Quadro Negro: PGR ALEGA RISCO, E DELATOR, EX-DIRETOR DA EDUCAÇÃO DO GOVERNO DO PARANÁ, É TRANSFERIDO PARA BRASÍLIA

O pedido para a mudança, deferido há uma semana, foi feito sob a alegação de que, na capital paranaense, havia risco à integridade física do ex-diretor no governo Beto Richa (PSDB), que negocia delação. Fanini é réu por lavagem de dinheiro na Operação Quadro Negro, que investiga o desvio de mais de R$ 20 milhões na construção e reforma de escolas estaduais.

O ex-diretor da Secretaria de Educação do Paraná (Seed) durante o governo do tucano Beto Richa, Maurício Fanini, foi transferido da carceragem da Polícia Federal em Curitiba, onde estava preso desde o fim de fevereiro, para a sede da Polícia Federal (PF) em Brasília.

O pedido para a mudança, deferido há uma semana, foi feito pela Procuradoria-Geral da República (PGR) sob a alegação de que, na capital paranaense, havia risco à integridade física do ex-diretor.

Nesta segunda-feira (7), o juiz Fernando Bardelli Silva Fischer, da 9ª Vara Criminal de Curitiba, onde tramita o processo, determinou que Fanini seja interrogado com urgência em Brasília, já que o processo corre há mais de dois anos sem que a fase de instrução tenha sido encerrada – os interrogatórios foram retomados nesta semana.

Desde o ano passado, Maurício Fanini negocia delação premiada com a mesma Procuradoria-Geral da República, ainda sem conclusão.

Fanini foi diretor da Secretaria de Educação do Paraná (Seed) durante o governo do tucano Beto Richa

A Denúncia

Maurício Fanini é réu por lavagem de dinheiro na Operação Quadro Negro, que investiga o desvio de mais de R$ 20 milhões na construção e reforma de escolas estaduais do Paraná.

Segundo as investigações, o setor que ele chefiava era o responsável por produzir relatórios fraudulentos, sobre obras de construção de escolas estaduais.
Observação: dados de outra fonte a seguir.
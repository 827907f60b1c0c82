use anyhow::{Context, Result};
use clap::Parser;
use tracing::info;
use tracing_subscriber::EnvFilter;

use co2_dashboard::{Config, Dashboard, DashboardServer};

#[tokio::main]
async fn main() -> Result<()> {
    tracing_subscriber::fmt()
        .with_env_filter(EnvFilter::try_from_default_env().unwrap_or_else(|_| EnvFilter::new("info")))
        .init();

    let config = Config::parse();
    info!(data = %config.data.display(), addr = %config.socket_addr(), "starting CO₂ dashboard");

    // Step 1: load, clean, aggregate and render before any socket is opened
    let dashboard = Dashboard::load(&config.data, config.top)
        .with_context(|| format!("failed to build dashboard from {}", config.data.display()))?;

    // Step 2: serve the snapshot until shut down
    let server = DashboardServer::new(&dashboard, config.socket_addr());
    server.start().await?;

    Ok(())
}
O grupo afirmava nos documentos que o andamento estava adiantado, quando na verdade, em muitos casos, mal tinha saído do papel.

Com isso, a empresa envolvida na fraude, a Construtora Valor, recebia pelos contratos. O dono da empresa, que fez delação premiada com o Ministério Público Federal (MPF) , afirmou em depoimento que parte do dinheiro recebido serviiu para abastecer campanhas políticas, além de beneficiar Fanini.

A investigação mostrou indícios de que ele usava empresas em nome dele e da mulher para movimentar os recursos ilegais que recebia. Ainda de acordo com o MP-PR, o dinheiro servia principalmente para a compra de artigos de luxo em lojas do exterior.